- **What you have to do**: Identical copies of all the records below are needed.

- **Input for this task**:
#####
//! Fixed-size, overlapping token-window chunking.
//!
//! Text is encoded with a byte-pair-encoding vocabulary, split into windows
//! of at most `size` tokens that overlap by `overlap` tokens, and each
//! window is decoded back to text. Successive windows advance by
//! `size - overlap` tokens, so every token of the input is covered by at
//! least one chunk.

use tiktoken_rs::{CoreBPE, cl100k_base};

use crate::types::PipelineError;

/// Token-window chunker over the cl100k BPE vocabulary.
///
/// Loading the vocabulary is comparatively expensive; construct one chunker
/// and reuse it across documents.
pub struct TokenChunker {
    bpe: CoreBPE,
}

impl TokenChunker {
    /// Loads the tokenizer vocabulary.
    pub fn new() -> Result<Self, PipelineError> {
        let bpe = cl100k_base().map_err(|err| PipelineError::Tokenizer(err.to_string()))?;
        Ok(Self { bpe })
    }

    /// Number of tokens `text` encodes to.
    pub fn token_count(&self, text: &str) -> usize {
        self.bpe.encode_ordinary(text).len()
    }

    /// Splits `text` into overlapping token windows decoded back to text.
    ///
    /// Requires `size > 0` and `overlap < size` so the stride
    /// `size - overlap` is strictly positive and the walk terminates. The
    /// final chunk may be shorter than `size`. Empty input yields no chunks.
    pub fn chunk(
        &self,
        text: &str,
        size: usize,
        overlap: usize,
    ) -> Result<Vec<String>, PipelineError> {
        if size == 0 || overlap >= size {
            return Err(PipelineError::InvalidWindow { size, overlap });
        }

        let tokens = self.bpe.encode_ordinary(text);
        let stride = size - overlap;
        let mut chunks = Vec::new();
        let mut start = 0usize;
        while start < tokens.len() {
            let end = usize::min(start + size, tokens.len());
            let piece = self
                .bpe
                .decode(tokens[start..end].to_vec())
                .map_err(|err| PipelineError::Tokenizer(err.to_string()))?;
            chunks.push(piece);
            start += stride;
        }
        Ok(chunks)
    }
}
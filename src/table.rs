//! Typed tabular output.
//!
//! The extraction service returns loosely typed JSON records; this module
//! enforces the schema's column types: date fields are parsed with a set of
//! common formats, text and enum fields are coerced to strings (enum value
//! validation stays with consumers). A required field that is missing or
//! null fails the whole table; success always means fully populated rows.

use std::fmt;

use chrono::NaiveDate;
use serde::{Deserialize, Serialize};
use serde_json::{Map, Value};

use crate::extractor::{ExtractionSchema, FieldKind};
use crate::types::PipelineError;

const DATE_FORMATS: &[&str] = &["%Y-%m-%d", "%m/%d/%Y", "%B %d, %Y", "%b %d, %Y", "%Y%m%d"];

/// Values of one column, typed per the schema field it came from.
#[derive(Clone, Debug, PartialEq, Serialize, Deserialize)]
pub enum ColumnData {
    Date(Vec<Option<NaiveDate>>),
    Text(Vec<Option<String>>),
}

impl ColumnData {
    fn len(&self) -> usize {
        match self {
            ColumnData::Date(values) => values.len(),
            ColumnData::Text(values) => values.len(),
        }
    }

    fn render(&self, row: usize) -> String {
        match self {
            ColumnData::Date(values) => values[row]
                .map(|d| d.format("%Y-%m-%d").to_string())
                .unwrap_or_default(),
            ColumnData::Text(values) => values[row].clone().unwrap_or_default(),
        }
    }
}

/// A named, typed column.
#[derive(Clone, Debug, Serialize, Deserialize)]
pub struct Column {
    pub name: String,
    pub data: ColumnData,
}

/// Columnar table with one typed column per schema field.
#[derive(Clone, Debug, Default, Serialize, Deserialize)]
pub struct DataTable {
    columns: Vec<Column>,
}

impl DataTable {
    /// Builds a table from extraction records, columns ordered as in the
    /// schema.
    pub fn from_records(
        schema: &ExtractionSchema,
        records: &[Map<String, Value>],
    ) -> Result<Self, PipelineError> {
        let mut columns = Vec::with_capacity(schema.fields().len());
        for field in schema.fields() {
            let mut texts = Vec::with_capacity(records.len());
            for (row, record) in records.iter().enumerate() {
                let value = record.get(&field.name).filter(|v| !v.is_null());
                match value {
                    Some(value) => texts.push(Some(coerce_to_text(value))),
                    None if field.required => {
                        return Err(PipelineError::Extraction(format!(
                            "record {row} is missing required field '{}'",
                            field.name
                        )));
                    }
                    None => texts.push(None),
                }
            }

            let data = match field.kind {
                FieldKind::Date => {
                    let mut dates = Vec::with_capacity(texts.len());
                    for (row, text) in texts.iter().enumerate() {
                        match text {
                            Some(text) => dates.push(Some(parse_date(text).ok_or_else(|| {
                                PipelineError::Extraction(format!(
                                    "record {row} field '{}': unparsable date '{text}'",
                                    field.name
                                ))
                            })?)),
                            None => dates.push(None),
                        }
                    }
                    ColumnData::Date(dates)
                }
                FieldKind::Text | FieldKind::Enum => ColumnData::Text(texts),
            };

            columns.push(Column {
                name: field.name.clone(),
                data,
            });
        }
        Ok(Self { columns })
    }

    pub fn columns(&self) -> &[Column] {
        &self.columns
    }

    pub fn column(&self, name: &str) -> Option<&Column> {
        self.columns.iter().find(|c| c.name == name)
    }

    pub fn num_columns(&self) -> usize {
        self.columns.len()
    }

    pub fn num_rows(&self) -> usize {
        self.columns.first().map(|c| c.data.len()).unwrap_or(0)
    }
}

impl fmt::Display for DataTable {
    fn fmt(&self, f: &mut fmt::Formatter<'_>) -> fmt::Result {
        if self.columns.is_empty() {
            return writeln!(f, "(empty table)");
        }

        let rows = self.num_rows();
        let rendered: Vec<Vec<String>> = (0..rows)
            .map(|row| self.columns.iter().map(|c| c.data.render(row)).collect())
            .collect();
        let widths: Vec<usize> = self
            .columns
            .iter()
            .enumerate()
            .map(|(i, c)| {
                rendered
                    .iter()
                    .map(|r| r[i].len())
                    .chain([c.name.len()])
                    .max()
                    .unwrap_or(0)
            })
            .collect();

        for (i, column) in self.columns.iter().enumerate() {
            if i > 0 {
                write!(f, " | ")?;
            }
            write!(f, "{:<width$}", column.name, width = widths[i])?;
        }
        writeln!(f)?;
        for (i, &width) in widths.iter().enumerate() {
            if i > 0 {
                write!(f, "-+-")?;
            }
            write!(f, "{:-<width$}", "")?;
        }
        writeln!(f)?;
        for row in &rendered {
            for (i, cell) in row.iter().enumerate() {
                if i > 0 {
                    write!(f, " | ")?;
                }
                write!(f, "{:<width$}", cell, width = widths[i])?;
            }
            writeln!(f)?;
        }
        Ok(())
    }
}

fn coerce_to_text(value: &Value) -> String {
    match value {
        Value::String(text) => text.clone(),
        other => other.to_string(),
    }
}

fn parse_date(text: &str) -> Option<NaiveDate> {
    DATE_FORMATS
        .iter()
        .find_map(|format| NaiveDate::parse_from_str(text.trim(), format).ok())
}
#####
- **Problem solution**:
//! Fixed-size, overlapping token-window chunking.
//!
//! Text is encoded with a byte-pair-encoding vocabulary, split into windows
//! of at most `size` tokens that overlap by `overlap` tokens, and each
//! window is decoded back to text. Successive windows advance by
//! `size - overlap` tokens, so every token of the input is covered by at
//! least one chunk.

use tiktoken_rs::{CoreBPE, cl100k_base};

use crate::types::PipelineError;

/// Token-window chunker over the cl100k BPE vocabulary.
///
/// Loading the vocabulary is comparatively expensive; construct one chunker
/// and reuse it across documents.
pub struct TokenChunker {
    bpe: CoreBPE,
}

impl TokenChunker {
    /// Loads the tokenizer vocabulary.
    pub fn new() -> Result<Self, PipelineError> {
        let bpe = cl100k_base().map_err(|err| PipelineError::Tokenizer(err.to_string()))?;
        Ok(Self { bpe })
    }

    /// Number of tokens `text` encodes to.
    pub fn token_count(&self, text: &str) -> usize {
        self.bpe.encode_ordinary(text).len()
    }

    /// Splits `text` into overlapping token windows decoded back to text.
    ///
    /// Requires `size > 0` and `overlap < size` so the stride
    /// `size - overlap` is strictly positive and the walk terminates. The
    /// final chunk may be shorter than `size`. Empty input yields no chunks.
    pub fn chunk(
        &self,
        text: &str,
        size: usize,
        overlap: usize,
    ) -> Result<Vec<String>, PipelineError> {
        if size == 0 || overlap >= size {
            return Err(PipelineError::InvalidWindow { size, overlap });
        }

        let tokens = self.bpe.encode_ordinary(text);
        let stride = size - overlap;
        let mut chunks = Vec::new();
        let mut start = 0usize;
        while start < tokens.len() {
            let end = usize::min(start + size, tokens.len());
            let piece = self
                .bpe
                .decode(tokens[start..end].to_vec())
                .map_err(|err| PipelineError::Tokenizer(err.to_string()))?;
            chunks.push(piece);
            start += stride;
        }
        Ok(chunks)
    }
}
filename src/table.rs
//! Typed tabular output.
//!
//! The extraction service returns loosely typed JSON records; this module
//! enforces the schema's column types: date fields are parsed with a set of
//! common formats, text and enum fields are coerced to strings (enum value
//! validation stays with consumers). A required field that is missing or
//! null fails the whole table; success always means fully populated rows.

use std::fmt;

use chrono::NaiveDate;
use serde::{Deserialize, Serialize};
use serde_json::{Map, Value};

use crate::extractor::{ExtractionSchema, FieldKind};
use crate::types::PipelineError;

const DATE_FORMATS: &[&str] = &["%Y-%m-%d", "%m/%d/%Y", "%B %d, %Y", "%b %d, %Y", "%Y%m%d"];

/// Values of one column, typed per the schema field it came from.
#[derive(Clone, Debug, PartialEq, Serialize, Deserialize)]
pub enum ColumnData {
    Date(Vec<Option<NaiveDate>>),
    Text(Vec<Option<String>>),
}

impl ColumnData {
    fn len(&self) -> usize {
        match self {
            ColumnData::Date(values) => values.len(),
            ColumnData::Text(values) => values.len(),
        }
    }

    fn render(&self, row: usize) -> String {
        match self {
            ColumnData::Date(values) => values[row]
                .map(|d| d.format("%Y-%m-%d").to_string())
                .unwrap_or_default(),
            ColumnData::Text(values) => values[row].clone().unwrap_or_default(),
        }
    }
}

/// A named, typed column.
#[derive(Clone, Debug, Serialize, Deserialize)]
pub struct Column {
    pub name: String,
    pub data: ColumnData,
}

/// Columnar table with one typed column per schema field.
#[derive(Clone, Debug, Default, Serialize, Deserialize)]
pub struct DataTable {
    columns: Vec<Column>,
}

impl DataTable {
    /// Builds a table from extraction records, columns ordered as in the
    /// schema.
    pub fn from_records(
        schema: &ExtractionSchema,
        records: &[Map<String, Value>],
    ) -> Result<Self, PipelineError> {
        let mut columns = Vec::with_capacity(schema.fields().len());
        for field in schema.fields() {
            let mut texts = Vec::with_capacity(records.len());
            for (row, record) in records.iter().enumerate() {
                let value = record.get(&field.name).filter(|v| !v.is_null());
                match value {
                    Some(value) => texts.push(Some(coerce_to_text(value))),
                    None if field.required => {
                        return Err(PipelineError::Extraction(format!(
                            "record {row} is missing required field '{}'",
                            field.name
                        )));
                    }
                    None => texts.push(None),
                }
            }

            let data = match field.kind {
                FieldKind::Date => {
                    let mut dates = Vec::with_capacity(texts.len());
                    for (row, text) in texts.iter().enumerate() {
                        match text {
                            Some(text) => dates.push(Some(parse_date(text).ok_or_else(|| {
                                PipelineError::Extraction(format!(
                                    "record {row} field '{}': unparsable date '{text}'",
                                    field.name
                                ))
                            })?)),
                            None => dates.push(None),
                        }
                    }
                    ColumnData::Date(dates)
                }
                FieldKind::Text | FieldKind::Enum => ColumnData::Text(texts),
            };

            columns.push(Column {
                name: field.name.clone(),
                data,
            });
        }
        Ok(Self { columns })
    }

    pub fn columns(&self) -> &[Column] {
        &self.columns
    }

    pub fn column(&self, name: &str) -> Option<&Column> {
        self.columns.iter().find(|c| c.name == name)
    }

    pub fn num_columns(&self) -> usize {
        self.columns.len()
    }

    pub fn num_rows(&self) -> usize {
        self.columns.first().map(|c| c.data.len()).unwrap_or(0)
    }
}

impl fmt::Display for DataTable {
    fn fmt(&self, f: &mut fmt::Formatter<'_>) -> fmt::Result {
        if self.columns.is_empty() {
            return writeln!(f, "(empty table)");
        }

        let rows = self.num_rows();
        let rendered: Vec<Vec<String>> = (0..rows)
            .map(|row| self.columns.iter().map(|c| c.data.render(row)).collect())
            .collect();
        let widths: Vec<usize> = self
            .columns
            .iter()
            .enumerate()
            .map(|(i, c)| {
                rendered
                    .iter()
                    .map(|r| r[i].len())
                    .chain([c.name.len()])
                    .max()
                    .unwrap_or(0)
            })
            .collect();

        for (i, column) in self.columns.iter().enumerate() {
            if i > 0 {
                write!(f, " | ")?;
            }
            write!(f, "{:<width$}", column.name, width = widths[i])?;
        }
        writeln!(f)?;
        for (i, &width) in widths.iter().enumerate() {
            if i > 0 {
                write!(f, "-+-")?;
            }
            write!(f, "{:-<width$}", "")?;
        }
        writeln!(f)?;
        for row in &rendered {
            for (i, cell) in row.iter().enumerate() {
                if i > 0 {
                    write!(f, " | ")?;
                }
                write!(f, "{:<width$}", cell, width = widths[i])?;
            }
            writeln!(f)?;
        }
        Ok(())
    }
}

fn coerce_to_text(value: &Value) -> String {
    match value {
        Value::String(text) => text.clone(),
        other => other.to_string(),
    }
}

fn parse_date(text: &str) -> Option<NaiveDate> {
    DATE_FORMATS
        .iter()
        .find_map(|format| NaiveDate::parse_from_str(text.trim(), format).ok())
}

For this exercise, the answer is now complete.